Pourquoi ? Je propose une interprétation intuitive de ce constat - qui pourrait probablement être démontrée par une étude plus scientifique.
Le changement de paradigme déterminé par le numérique impose un changement de modèle de circulation des contenus littéraires et aussi un bouleversement des dispositifs de validation de ces contenus. En d'autres mots, la raison pour laquelle un écrivain ou une écrivaine est lu-e ne dépend pas du système de validation de l'autorité qui caractérise la littérature papier (éditeurs, critiques, médias, distribution).

Si ce système a été caractérisé, pendant des siècles, par une approche fondamentalement masculine et sexiste, le numérique n'est pas encore régi par des modèles institutionnels : il s'agit d'un paradigme encore ouvert.

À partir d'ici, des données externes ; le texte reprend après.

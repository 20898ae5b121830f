//! # yamlquotes
//!
//! A static check that reports YAML string values not written in
//! double-quoted style.
//!
//! Each candidate file is loaded into a style-aware tree ([`loader`]), and
//! the tree is walked depth-first ([`inspect`]). Every scalar that resolves
//! to a non-empty string and is written plain, single-quoted, or as a block
//! scalar produces one issue. Mapping keys are never inspected. Files that
//! cannot be read or parsed are skipped.
//!
//! ## Quick Start
//!
//! ```rust,no_run
//! use std::path::PathBuf;
//! use yamlquotes::{CheckConfig, check_files};
//!
//! let files = vec![PathBuf::from("config/app.yaml"), PathBuf::from("README.md")];
//! let report = check_files(&files, &CheckConfig::default());
//! for diagnostic in &report.diagnostics {
//!     println!("{}", diagnostic.format_human_readable());
//! }
//! println!("OK: {}", report.ok);
//! ```
//!
//! Hosts that drive checks generically use [`new_analyzers`] and a [`Pass`]
//! instead.

mod analyzer;
mod config;
mod discover;
mod error;
pub mod inspect;
pub mod loader;
pub mod output;
mod report;
mod resolve;
pub mod tree;

pub use analyzer::{
    ANALYZER_DOC, ANALYZER_NAME, Analyzer, Diagnostic, DiagnosticSink, Pass, PassSummary,
    new_analyzers,
};
pub use config::{CheckConfig, DiscoverConfig};
pub use discover::find_files;
pub use error::{DiscoverError, LoadError};
pub use report::CheckReport;
pub use resolve::resolve_scalar;

use std::path::PathBuf;

/// Run the check over `files` and collect everything into a report.
///
/// Paths without a `.yaml` or `.yml` suffix are ignored. Unreadable or
/// unparsable YAML files are counted as skipped and never abort the run.
#[must_use]
pub fn check_files(files: &[PathBuf], config: &CheckConfig) -> CheckReport {
    let mut diagnostics = Vec::new();
    let mut pass = Pass {
        files,
        max_file_size: config.max_file_size,
        sink: &mut diagnostics,
    };

    let mut summary = PassSummary::default();
    for analyzer in new_analyzers(&serde_json::Value::Null) {
        let pass_summary = analyzer.run(&mut pass);
        summary.inspected_files += pass_summary.inspected_files;
        summary.skipped_files += pass_summary.skipped_files;
    }

    CheckReport::new(summary, diagnostics)
}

C'est cette ouverture qui permet que, dans le système de validation de l'intérêt d'une œuvre, les catégories masculines ne soient pas les seules catégories possibles d'interprétation.

Sans un schéma sexiste préfabriqué à appliquer, force est de constater que l'écriture des femmes s'impose, et que c'est l'écriture féminine qui produit plusieurs des topoï littéraires qui caractérisent l'écriture numérique : de la thématique du parcours et du déplacement (je pense par exemple à Cécile Portier et à son Étant donnée, à Victoria Welby et à ses dérives dont j'ai déjà parlé dans un précédent post) en passant par l'expérimentation linguistique du blog Les Fourchettes, jusqu'à la littéralisation des recettes de cuisine (Madame Chose) ou d'une certaine manière de réinterpréter la littérature érotique (Albertine, Victoria Welby, Les Fourchettes...).

Ces écrivaines imposent de nouveaux modes de faire de la littérature et de nouveaux dispositifs de production de l'intérêt littéraire (que l'on pense à la présence de ces écrivaines sur les réseaux sociaux ou à leur façon de construire leur personnage-auteur).

Si ce modèle s'impose et si nous ne le laissons pas se faire déformer par le sexisme, il y a là la place pour un dépassement du phallocentrisme littéraire qui a, les siècles passés, caractérisé une si grande partie de la critique.

Bref, la littérature numérique pourrait être, finalement, une littérature des femmes.